Culturally, I couldn't tell him I liked Hamid, and I could never tell him that we spoke to each other outside the university. That would never have been allowed. But my silence when my brother spoke negatively about Hamid and the obvious look of pain on my face probably told him all he needed to know.

I tried to get the support of my sisters, thinking they could help win my brother over, but they were opposed to the marriage, too. They all wanted what was best for me, and in their eyes a life of wealth and status was best. They told me stories of wedding parties they'd attended where there had been thousands of guests and the bride had been given showers of gold; they tried to enthuse me about the kind of wedding I might have if I married one of my richer suitors. But it meant nothing to me. What use was gold? In that life I would have felt like a bird trapped in a gilded cage. I wanted the gift of freedom.

Also, because I came from a family where multimarriage was the norm, I knew I didn't want it for myself. My father had eight wives and my brother had two wives, so I had seen too much of the pain and jealousy the women suffered. Many of the suitors who came for me were already married, and I'd have been wife number two or three. I didn't want to destroy another woman's life in the same way I had seen my father's later wives destroy my mother. And I'd never have coped with that situation or the lack of independence that came with it. I think after even a week of a life like that I'd have killed myself.
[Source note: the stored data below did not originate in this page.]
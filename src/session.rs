//! Execution Engine (C5): the state machine that drives a single command to
//! completion against a [`Pane`].
//!
//! A session owns exactly one pane and runs exactly one command at a time.
//! `execute` dispatches an [`Action`], optionally injects keystrokes, then
//! polls the pane until the PS1 sentinel protocol (see [`crate::ps1`])
//! reports completion or one of the two timeouts fires.

use std::sync::atomic::{AtomicBool, Ordering};
use std::sync::Arc;
use std::time::{Duration, Instant};

use serde::Serialize;
use tracing::{debug, info, warn};

use crate::escaper;
use crate::guard;
use crate::pane::{self, Pane};
use crate::proctree;
use crate::ps1::{self, CommandMetadata};
use crate::splitter;

/// No-change timeout default, per the externally visible settings.
pub const DEFAULT_NO_CHANGE_TIMEOUT_SECONDS: u64 = 30;
/// Scrollback cap, per the externally visible settings.
pub const HISTORY_LIMIT: usize = 10_000;
/// Polling cadence.
pub const POLL_INTERVAL: Duration = Duration::from_millis(500);

/// A typed action dispatched to [`BashSession::execute`].
#[derive(Debug, Clone)]
pub enum Action {
    Command(CommandAction),
    Stop,
}

/// A shell command or keystroke-input request.
#[derive(Debug, Clone, Default)]
pub struct CommandAction {
    pub command: String,
    pub is_input: bool,
    pub timeout: Option<Duration>,
    pub blocking: bool,
}

/// The structured result of one `execute` call.
#[derive(Debug, Clone, Serialize)]
pub struct Observation {
    pub content: String,
    pub command: String,
    pub metadata: CommandMetadata,
}

/// Closed enumeration of command states. `Continue` is reserved (never
/// produced by this engine) but kept so the running-ish checks below read
/// the same way the originating design states them.
#[derive(Debug, Clone, Copy, PartialEq, Eq)]
pub enum BashCommandStatus {
    Continue,
    Completed,
    NoChangeTimeout,
    HardTimeout,
}

/// Fatal, non-recoverable engine errors. Everything recoverable is folded
/// into a regular [`Observation`] instead of an `Err`.
#[derive(Debug, thiserror::Error)]
pub enum EngineError {
    #[error("session is not initialized")]
    NotInitialized,
    #[error("session was interrupted by shutdown")]
    Interrupted,
    #[error("pane error: {0}")]
    Pane(String),
}

/// Process-wide "should continue" predicate, flipped once at shutdown and
/// shared by every session's polling loop.
#[derive(Clone)]
pub struct ShutdownSignal(Arc<AtomicBool>);

impl ShutdownSignal {
    #[must_use]
    pub fn new() -> Self {
        Self(Arc::new(AtomicBool::new(true)))
    }

    pub fn stop(&self) {
        self.0.store(false, Ordering::SeqCst);
    }

    #[must_use]
    pub fn should_continue(&self) -> bool {
        self.0.load(Ordering::SeqCst)
    }
}
//! Integration tests for `/proc`-based process-tree discovery and teardown.

use shellcore::proctree::{descendants, kill_all};

#[test]
fn current_process_is_its_own_descendant_root() {
    let pid = std::process::id() as i32;
    let found = descendants(pid);
    assert!(found.iter().any(|p| p.pid == pid));
}

#[test]
fn unknown_root_yields_empty() {
    // A pid this high is never a real process's ancestor.
    let found = descendants(i32::MAX - 1);
    assert!(found.is_empty());
}

#[test]
fn kill_all_on_already_dead_pid_does_not_panic() {
    kill_all(&[i32::MAX - 1]);
}
//! MCP server: tool definitions using rmcp macros.
//!
//! Defines `ShellCoreServer`, a thin MCP facade over [`SessionManager`] --
//! every tool call maps onto one `BashSession::execute` dispatch or one
//! session-lifecycle operation. All state (working directory, environment,
//! the running-command flag) lives in the session, not here.

use std::time::Duration;

use rmcp::handler::server::router::tool::ToolRouter;
use rmcp::handler::server::wrapper::Parameters;
use rmcp::model::*;
use rmcp::schemars;
use rmcp::tool;
use rmcp::tool_handler;
use rmcp::tool_router;
use rmcp::{ErrorData as McpError, ServerHandler};
use serde::Serialize;

use crate::session::{Action, CommandAction, Observation, SessionManager, ShutdownSignal};

// ---------------------------------------------------------------------------
// Parameter structs (deserialized from MCP tool call arguments)
// ---------------------------------------------------------------------------

/// Parameters for the `create_session` tool.
#[derive(Debug, serde::Deserialize, schemars::JsonSchema)]
pub struct CreateSessionParams {
    /// Unique ID the caller will use to refer to this session afterward.
    pub id: String,
    /// Initial working directory. Defaults to the server's own cwd.
    #[serde(skip_serializing_if = "Option::is_none")]
    pub working_directory: Option<String>,
    /// Informational only -- no privilege escalation is performed; the shell
    /// always runs as the server process's own user.
    #[serde(skip_serializing_if = "Option::is_none")]
    pub username: Option<String>,
    /// Seconds of no new output before a non-blocking command reports a
    /// no-change timeout. Defaults to 30.
    #[serde(skip_serializing_if = "Option::is_none")]
    pub no_change_timeout_seconds: Option<u64>,
}

/// Parameters for `session_exec`.
#[derive(Debug, serde::Deserialize, schemars::JsonSchema)]
pub struct SessionExecParams {
    pub id: String,
    /// The shell command to execute. Must be a single command -- chain with
    /// `&&`/`;` rather than sending several separately.
    pub command: String,
    /// Hard deadline in seconds. Omit to rely solely on the no-change
    /// timeout for a non-blocking call.
    #[serde(skip_serializing_if = "Option::is_none")]
    pub timeout_seconds: Option<u64>,
    /// If true, ignore the no-change timeout and wait for `timeout_seconds`
    /// (or indefinitely, if that is also omitted) for completion.
    #[serde(skip_serializing_if = "Option::is_none")]
    pub blocking: Option<bool>,
}

/// Parameters for `session_send_input`.
#[derive(Debug, serde::Deserialize, schemars::JsonSchema)]
pub struct SessionSendInputParams {
    pub id: String,
    /// Text to type into the running process, or a special-key token like
    /// `C-c`/`C-d`/`C-z`. Escape sequences (`\n`, `\t`, `\xNN`) are decoded.
    pub text: String,
    #[serde(skip_serializing_if = "Option::is_none")]
    pub timeout_seconds: Option<u64>,
    #[serde(skip_serializing_if = "Option::is_none")]
    pub blocking: Option<bool>,
}

/// Parameters for `session_poll`.
#[derive(Debug, serde::Deserialize, schemars::JsonSchema)]
pub struct SessionPollParams {
    pub id: String,
    #[serde(skip_serializing_if = "Option::is_none")]
    pub timeout_seconds: Option<u64>,
    #[serde(skip_serializing_if = "Option::is_none")]
    pub blocking: Option<bool>,
}

/// Parameters for `session_interrupt`.
#[derive(Debug, serde::Deserialize, schemars::JsonSchema)]
pub struct SessionInterruptParams {
    pub id: String,
}

/// Parameters for `close_session`.
#[derive(Debug, serde::Deserialize, schemars::JsonSchema)]
pub struct CloseSessionParams {
    pub id: String,
}

/// Parameters for `get_cwd`.
#[derive(Debug, serde::Deserialize, schemars::JsonSchema)]
pub struct GetCwdParams {
    pub id: String,
}

// ---------------------------------------------------------------------------
// Result structs
// ---------------------------------------------------------------------------

/// Wire form of an [`Observation`]: the metadata's `prefix`/`suffix` banners
/// are folded into `content` here so the agent sees one plain-text block,
/// matching how the sentinel protocol presents them on a real terminal.
#[derive(Debug, Clone, Serialize)]
pub struct ExecResult {
    pub command: String,
    pub content: String,
    pub exit_code: i32,
    pub working_dir: Option<String>,
}

impl From<Observation> for ExecResult {
    fn from(obs: Observation) -> Self {
        let mut content = String::new();
        if !obs.metadata.prefix.is_empty() {
            content.push_str(&obs.metadata.prefix);
        }
        content.push_str(&obs.content);
        if !obs.metadata.suffix.is_empty() {
            content.push_str(&obs.metadata.suffix);
        }
        Self {
            command: obs.command,
            content,
            exit_code: obs.metadata.exit_code,
            working_dir: obs.metadata.working_dir,
        }
    }
}

// ---------------------------------------------------------------------------
// MCP Server
// ---------------------------------------------------------------------------

/// The shellcore MCP server: a named collection of persistent sessions.
#[derive(Clone)]
pub struct ShellCoreServer {
    sessions: SessionManager,
    tool_router: ToolRouter<ShellCoreServer>,
}

impl ShellCoreServer {
    #[must_use]
    pub fn new(shutdown: ShutdownSignal) -> Self {
        Self {
            sessions: SessionManager::new(shutdown),
            tool_router: Self::tool_router(),
        }
    }
}

fn json_content<T: Serialize>(value: &T) -> Result<CallToolResult, McpError> {
    let json = serde_json::to_string_pretty(value)
        .map_err(|e| McpError::internal_error(format!("JSON serialization error: {e}"), None))?;
    Ok(CallToolResult::success(vec![Content::text(json)]))
}

fn err_result(msg: impl Into<String>) -> Result<CallToolResult, McpError> {
    Ok(CallToolResult::error(vec![Content::text(msg.into())]))
}

fn command_action(command: String, is_input: bool, timeout_seconds: Option<u64>, blocking: Option<bool>) -> Action {
    Action::Command(CommandAction {
        command,
        is_input,
        timeout: timeout_seconds.map(Duration::from_secs),
        blocking: blocking.unwrap_or(false),
    })
}

#[tool_router]
impl ShellCoreServer {
    #[tool(
        description = "Create a persistent shell session: a long-lived bash process with a real PTY. Working directory, environment variables, shell functions, and aliases all persist across session_exec calls. Pick a caller-chosen id and use it with every other session_* tool."
    )]
    async fn create_session(
        &self,
        Parameters(params): Parameters<CreateSessionParams>,
    ) -> Result<CallToolResult, McpError> {
        tracing::info!(id = %params.id, "create_session");
        let work_dir = params
            .working_directory
            .unwrap_or_else(|| std::env::current_dir().map(|p| p.display().to_string()).unwrap_or_default());
        match self
            .sessions
            .create(params.id, work_dir, params.username, params.no_change_timeout_seconds)
            .await
        {
            Ok(info) => json_content(&info),
            Err(e) => err_result(e.to_string()),
        }
    }

    #[tool(
        description = "Run a single shell command in a session. Commands must not be chained with `;`/`&&`/`|` across multiple top-level statements at the tool-call boundary -- use a single `&&`/`;`-joined command string instead, it will run in one shell invocation. Non-blocking by default: if there's no new output for no_change_timeout_seconds (set at session creation, default 30s), the call returns early with the command still running -- poll with session_poll or send more input. Set blocking=true with a timeout_seconds to instead wait up to a hard deadline."
    )]
    async fn session_exec(
        &self,
        Parameters(params): Parameters<SessionExecParams>,
    ) -> Result<CallToolResult, McpError> {
        tracing::info!(session = %params.id, command = %params.command, "session_exec");
        let action = command_action(params.command, false, params.timeout_seconds, params.blocking);
        match self.sessions.execute(&params.id, action).await {
            Ok(obs) => json_content(&ExecResult::from(obs)),
            Err(e) => err_result(e),
        }
    }

    #[tool(
        description = "Type text (or a special key like C-c/C-d/C-z) into the session's currently running command. Only valid while a previous session_exec/session_poll left a command running (after a no-change or hard timeout). Escape sequences \\n, \\r, \\t, \\xNN are decoded before sending."
    )]
    async fn session_send_input(
        &self,
        Parameters(params): Parameters<SessionSendInputParams>,
    ) -> Result<CallToolResult, McpError> {
        tracing::info!(session = %params.id, "session_send_input");
        let action = command_action(params.text, true, params.timeout_seconds, params.blocking);
        match self.sessions.execute(&params.id, action).await {
            Ok(obs) => json_content(&ExecResult::from(obs)),
            Err(e) => err_result(e),
        }
    }

    #[tool(
        description = "Retrieve more output from the session's currently running command without sending anything. Only valid while a command is still running after a timeout. Equivalent to session_exec with an empty command."
    )]
    async fn session_poll(
        &self,
        Parameters(params): Parameters<SessionPollParams>,
    ) -> Result<CallToolResult, McpError> {
        let action = command_action(String::new(), false, params.timeout_seconds, params.blocking);
        match self.sessions.execute(&params.id, action).await {
            Ok(obs) => json_content(&ExecResult::from(obs)),
            Err(e) => err_result(e),
        }
    }

    #[tool(
        description = "Kill every process descended from the session's shell (not the shell itself). Use to interrupt a runaway or stuck command instead of waiting it out. Safe to call even if nothing is running."
    )]
    async fn session_interrupt(
        &self,
        Parameters(params): Parameters<SessionInterruptParams>,
    ) -> Result<CallToolResult, McpError> {
        tracing::info!(session = %params.id, "session_interrupt");
        match self.sessions.execute(&params.id, Action::Stop).await {
            Ok(obs) => json_content(&ExecResult::from(obs)),
            Err(e) => err_result(e),
        }
    }

    #[tool(description = "List every open session with its id, initial working directory, and current working directory.")]
    async fn list_sessions(&self) -> Result<CallToolResult, McpError> {
        json_content(&self.sessions.list().await)
    }

    #[tool(
        description = "Close a session: kill every descendant process, terminate the shell, and free its pane. Idempotent."
    )]
    async fn close_session(
        &self,
        Parameters(params): Parameters<CloseSessionParams>,
    ) -> Result<CallToolResult, McpError> {
        tracing::info!(session = %params.id, "close_session");
        match self.sessions.close(&params.id).await {
            Ok(()) => json_content(&serde_json::json!({"id": params.id, "closed": true})),
            Err(e) => err_result(e),
        }
    }

    #[tool(description = "Get a session's current working directory, as last reported by the shell prompt.")]
    async fn get_cwd(&self, Parameters(params): Parameters<GetCwdParams>) -> Result<CallToolResult, McpError> {
        match self.sessions.cwd(&params.id).await {
            Ok(cwd) => json_content(&serde_json::json!({"id": params.id, "cwd": cwd})),
            Err(e) => err_result(e),
        }
    }
}

#[tool_handler]
impl ServerHandler for ShellCoreServer {
    fn get_info(&self) -> ServerInfo {
        ServerInfo {
            protocol_version: ProtocolVersion::V_2024_11_05,
            capabilities: ServerCapabilities::builder().enable_tools().build(),
            server_info: Implementation {
                name: "shellcore".to_string(),
                version: env!("CARGO_PKG_VERSION").to_string(),
                ..Default::default()
            },
            instructions: Some(
                "shellcore gives an agent persistent shell sessions, each a real bash process \
                 attached to a pseudo-terminal.\n\n\
                 Start with create_session, then drive it with session_exec. Working directory, \
                 environment variables, shell functions, and aliases all persist across calls. \
                 Because each session has a real PTY (isatty()=true), interactive tools and \
                 programs with colored output behave the same way they would in a real terminal.\n\n\
                 session_exec is non-blocking by default: a command with no new output for a while \
                 returns early with the command still running, rather than hanging the call. Use \
                 session_poll to keep reading its output, session_send_input to type into it (including \
                 special keys like C-c), or session_interrupt to kill it outright. Set blocking=true \
                 with a timeout_seconds on session_exec to instead wait for a command to finish.\n\n\
                 Only one command runs at a time per session -- sending a new session_exec while one \
                 is still running (after a timeout) is rejected; use session_send_input or \
                 session_interrupt first."
                    .to_string(),
            ),
        }
    }
}
//! Integration tests for the top-level command splitter.

use shellcore::splitter::split_commands;

#[test]
fn empty_input_returns_single_empty_element() {
    assert_eq!(split_commands(""), vec![""]);
    assert_eq!(split_commands("   "), vec![""]);
}

#[test]
fn single_command_passes_through() {
    assert_eq!(split_commands("echo hello"), vec!["echo hello"]);
}

#[test]
fn splits_on_top_level_semicolon() {
    assert_eq!(split_commands("echo a; echo b"), vec!["echo a", "echo b"]);
}

#[test]
fn splits_on_bare_ampersand_not_double() {
    assert_eq!(split_commands("sleep 1 &"), vec!["sleep 1"]);
    assert_eq!(split_commands("echo a && echo b"), vec!["echo a && echo b"]);
}

#[test]
fn does_not_split_inside_single_quotes() {
    assert_eq!(split_commands("echo 'a; b'"), vec!["echo 'a; b'"]);
}

#[test]
fn does_not_split_inside_double_quotes() {
    assert_eq!(split_commands("echo \"a; b\""), vec!["echo \"a; b\""]);
}

#[test]
fn does_not_split_inside_command_substitution() {
    assert_eq!(
        split_commands("echo $(echo a; echo b)"),
        vec!["echo $(echo a; echo b)"]
    );
}

/// The `;` inside the heredoc body is not a split point, even though the
/// command following the heredoc's close still is (see
/// `splits_on_command_following_a_closed_heredoc` below).
#[test]
fn does_not_split_inside_heredoc_body() {
    let input = "cat <<EOF\nfoo; bar\nEOF\necho done";
    assert_eq!(
        split_commands(input),
        vec!["cat <<EOF\nfoo; bar\nEOF", "echo done"]
    );
}

/// The newline that closes a heredoc's delimiter line is itself a top-level
/// separator -- a command immediately following the heredoc is a second,
/// independent top-level command, not part of the heredoc's own piece.
#[test]
fn splits_on_command_following_a_closed_heredoc() {
    let input = "cat <<EOF\nfoo\nEOF\necho done";
    assert_eq!(
        split_commands(input),
        vec!["cat <<EOF\nfoo\nEOF", "echo done"]
    );
}

#[test]
fn splits_three_ways_around_a_heredoc_and_trailing_semicolon() {
    let input = "cat <<EOF\nfoo\nEOF\necho done; echo two";
    assert_eq!(
        split_commands(input),
        vec!["cat <<EOF\nfoo\nEOF", "echo done", "echo two"]
    );
}

#[test]
fn unterminated_quote_fails_open() {
    let input = "echo 'unterminated";
    assert_eq!(split_commands(input), vec![input]);
}

#[test]
fn escaped_semicolon_is_not_a_split_point() {
    assert_eq!(split_commands("echo a\\; echo b"), vec!["echo a\\; echo b"]);
}

#[test]
fn idempotent_on_already_split_commands() {
    let parts = split_commands("echo a; echo b; echo c");
    let rejoined = parts.join(";");
    let resplit = split_commands(&rejoined);
    assert_eq!(resplit.len(), parts.len());
}

#[test]
fn multi_command_rejection_example_from_spec() {
    let parts = split_commands("echo a; echo b");
    assert_eq!(parts.len(), 2);
    assert_eq!(parts[0], "echo a");
    assert_eq!(parts[1], "echo b");
}
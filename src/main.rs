//! Entry point for the shellcore MCP server.
//!
//! Initializes tracing (to stderr, so it doesn't interfere with MCP stdio
//! transport), wires a process-wide shutdown signal to Ctrl-C, and serves
//! on stdin/stdout.

use shellcore::server::ShellCoreServer;
use shellcore::session::ShutdownSignal;
use anyhow::Result;
use rmcp::{ServiceExt, transport::stdio};
use tracing_subscriber::{self, EnvFilter};

#[tokio::main]
async fn main() -> Result<()> {
    // Initialize tracing to stderr (stdout is used for MCP JSON-RPC).
    tracing_subscriber::fmt()
        .with_env_filter(EnvFilter::from_default_env().add_directive(tracing::Level::INFO.into()))
        .with_writer(std::io::stderr)
        .with_ansi(false)
        .init();

    tracing::info!("starting shellcore MCP server v{}", env!("CARGO_PKG_VERSION"));

    let shutdown = ShutdownSignal::new();
    let signal_shutdown = shutdown.clone();
    tokio::spawn(async move {
        if tokio::signal::ctrl_c().await.is_ok() {
            tracing::info!("received shutdown signal, draining sessions");
            signal_shutdown.stop();
        }
    });

    let server = ShellCoreServer::new(shutdown);
    let service = server.serve(stdio()).await.inspect_err(|e| {
        tracing::error!("serving error: {:?}", e);
    })?;

    service.waiting().await?;
    tracing::info!("shellcore server shut down");
    Ok(())
}
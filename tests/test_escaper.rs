//! Integration tests for the shell-safe escaper.

use shellcore::escaper::escape_special_chars;

#[test]
fn doubles_backslash_before_metachars() {
    assert_eq!(escape_special_chars("echo a\\; echo b"), "echo a\\\\; echo b");
    assert_eq!(escape_special_chars("echo a \\| echo b"), "echo a \\\\| echo b");
    assert_eq!(escape_special_chars("foo \\> bar"), "foo \\\\> bar");
}

#[test]
fn noop_without_escaped_metachars() {
    let input = "echo hello world";
    assert_eq!(escape_special_chars(input), input);
}

#[test]
fn noop_inside_single_quotes() {
    let input = "echo 'a\\; b'";
    assert_eq!(escape_special_chars(input), input);
}

#[test]
fn noop_inside_double_quotes() {
    let input = "echo \"a\\; b\"";
    assert_eq!(escape_special_chars(input), input);
}

#[test]
fn noop_inside_command_substitution() {
    let input = "echo $(echo a\\; echo b)";
    assert_eq!(escape_special_chars(input), input);
}

#[test]
fn noop_inside_heredoc_body() {
    let input = "cat <<EOF\nfoo\\; bar\nEOF\n";
    assert_eq!(escape_special_chars(input), input);
}

#[test]
fn parse_failure_returns_input_unchanged() {
    let input = "echo 'unterminated \\; here";
    assert_eq!(escape_special_chars(input), input);
}

#[test]
fn empty_input_returns_empty() {
    assert_eq!(escape_special_chars(""), "");
}
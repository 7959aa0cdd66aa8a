//! Process-tree discovery and teardown.
//!
//! There is no process-inspection crate anywhere in this codebase's
//! dependency stack, so descendants of the session's shell are found by
//! walking `/proc` directly: every numeric entry's `stat` gives its parent
//! pid, and `cmdline` gives the argv used to describe it back to the agent.
//! This mirrors the one corpus precedent for reading `/proc/<pid>/...`
//! directly rather than shelling out to `ps`.

use std::fs;
use std::path::Path;

use nix::sys::signal::{self, Signal};
use nix::unistd::Pid;
use tracing::{debug, warn};

/// A process discovered under a session's shell.
#[derive(Debug, Clone, PartialEq, Eq)]
pub struct ProcessInfo {
    pub pid: i32,
    pub ppid: i32,
    pub cmdline: String,
}

/// Parse `/proc/<pid>/stat`'s parent pid field.
///
/// The second field (the comm name) is parenthesized and may itself contain
/// spaces or parentheses, so the ppid is read from the end: skip past the
/// last `)` and take the second whitespace-separated field after it.
fn read_ppid(pid: i32) -> Option<i32> {
    let stat = fs::read_to_string(format!("/proc/{pid}/stat")).ok()?;
    let after_comm = stat.rsplit_once(')')?.1;
    after_comm.split_whitespace().nth(1)?.parse().ok()
}

fn read_cmdline(pid: i32) -> String {
    fs::read_to_string(format!("/proc/{pid}/cmdline"))
        .map(|raw| raw.replace('\0', " ").trim().to_string())
        .unwrap_or_default()
}

fn all_pids() -> Vec<i32> {
    let Ok(entries) = fs::read_dir("/proc") else {
        return Vec::new();
    };
    entries
        .filter_map(Result::ok)
        .filter_map(|e| e.file_name().to_str().and_then(|s| s.parse::<i32>().ok()))
        .collect()
}

/// Collect every live process whose ancestry traces back to `root_pid`,
/// `root_pid` included. Processes that exit mid-walk are silently skipped
/// (a `/proc/<pid>` read racing a process exit is not an error).
#[must_use]
pub fn descendants(root_pid: i32) -> Vec<ProcessInfo> {
    let pids = all_pids();
    let mut ppid_of = std::collections::HashMap::new();
    for &pid in &pids {
        if let Some(ppid) = read_ppid(pid) {
            ppid_of.insert(pid, ppid);
        }
    }

    let mut keep: std::collections::HashSet<i32> = std::collections::HashSet::new();
    for &pid in &pids {
        if !Path::new(&format!("/proc/{pid}")).exists() {
            continue;
        }
        let mut cur = pid;
        let mut depth = 0;
        while depth < 4096 {
            if cur == root_pid {
                keep.insert(pid);
                break;
            }
            match ppid_of.get(&cur) {
                Some(&ppid) if ppid != cur => cur = ppid,
                _ => break,
            }
            depth += 1;
        }
    }

    let mut result: Vec<ProcessInfo> = keep
        .into_iter()
        .map(|pid| ProcessInfo {
            pid,
            ppid: ppid_of.get(&pid).copied().unwrap_or(0),
            cmdline: read_cmdline(pid),
        })
        .collect();
    result.sort_by_key(|p| p.pid);
    result
}

/// Send `SIGKILL` to every process in `pids`. Missing processes and
/// permission failures are logged and otherwise ignored -- by the time the
/// caller decides to kill a tree, some of its members may already be gone.
pub fn kill_all(pids: &[i32]) {
    for &pid in pids {
        match signal::kill(Pid::from_raw(pid), Signal::SIGKILL) {
            Ok(()) => debug!(pid, "sent SIGKILL"),
            Err(nix::errno::Errno::ESRCH) => {}
            Err(err) => warn!(pid, %err, "failed to kill process"),
        }
    }
}
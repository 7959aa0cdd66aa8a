//! Integration tests for the dangerous-command guard.

use shellcore::guard::validate_command;

#[test]
fn allows_ordinary_commands() {
    assert!(validate_command("echo hello").is_ok());
    assert!(validate_command("rm -rf ./build").is_ok());
}

#[test]
fn blocks_fork_bomb() {
    assert!(validate_command(":(){ :|:& };:").is_err());
}

#[test]
fn blocks_mkfs() {
    assert!(validate_command("mkfs.ext4 /dev/sda1").is_err());
}

#[test]
fn blocks_dd_to_block_device() {
    assert!(validate_command("dd if=/dev/zero of=/dev/sda").is_err());
}

#[test]
fn blocks_recursive_rm_on_root() {
    assert!(validate_command("rm -rf /").is_err());
    assert!(validate_command("rm -rf /*").is_err());
}

#[test]
fn blocks_recursive_rm_after_chain() {
    assert!(validate_command("cd /tmp && rm -rf /etc").is_err());
}

#[test]
fn blocks_recursive_chmod_on_protected_path() {
    assert!(validate_command("chmod -R 777 /usr").is_err());
}

#[test]
fn allows_recursive_rm_on_unprotected_path() {
    assert!(validate_command("rm -rf /workspace/build").is_ok());
}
The next winter came and I turned 19. By now I had a diploma in English and I had started volunteering as an English teacher, teaching women of all ages. It was an amazing experience for me, watching the light go on in my pupils' eyes when they understood something. I loved it.

I didn't ask for a salary, but one day the head of the course gave me about 2,000 Afghanis—the equivalent of 40 dollars. They were my first-ever earnings. I was so proud I almost cried. I didn't spend the money. I kept it in my purse and just kept looking at it. I wanted to keep it there forever.

As the snow started to fall I was finally feeling happy. I passed my university entrance exam and got a place at medical school to train to be a doctor. I was teaching and I had some independence. The raw, angry hole in my heart that was my mother's absence was still there, but the pain had dulled to a manageable level.

The fighting was becoming more and more sporadic those days. Rabbani's government had finally achieved a degree of calm. In the summer of 1995, a peace agreement was brokered. Hekmatyar agreed to lay down his arms in return for the position of prime minister within the Rabbani government. The motive behind the peace agreement was the growing influence of the Taliban in the south. No one knew much about the Taliban, other than that they were religious students who had studied at the
madrassas
in the border regions between Afghanistan and Pakistan. Stories abounded about how these young men wore white clothes and called themselves the “angels of rescue.” Villagers living in the south, like people throughout Afghanistan, had grown tired of the civil war, the lack of rule of law and the weak central government. As the fighting raged in Kabul, people living in quieter provinces had felt ignored and neglected. Their overwhelming poverty had not disappeared but had only worsened in the chaos, and they were desperate for a proper government that could help them. These men who called themselves angels arrived in villages on the back of pickups and set about restoring order and security at the community level. They were like self-styled vigilantes, but for people who had been too scared to open their shops for fear of looting or to send their children to school, these vigilantes started to make individual neighborhoods safe. That was enough to foster confidence in them.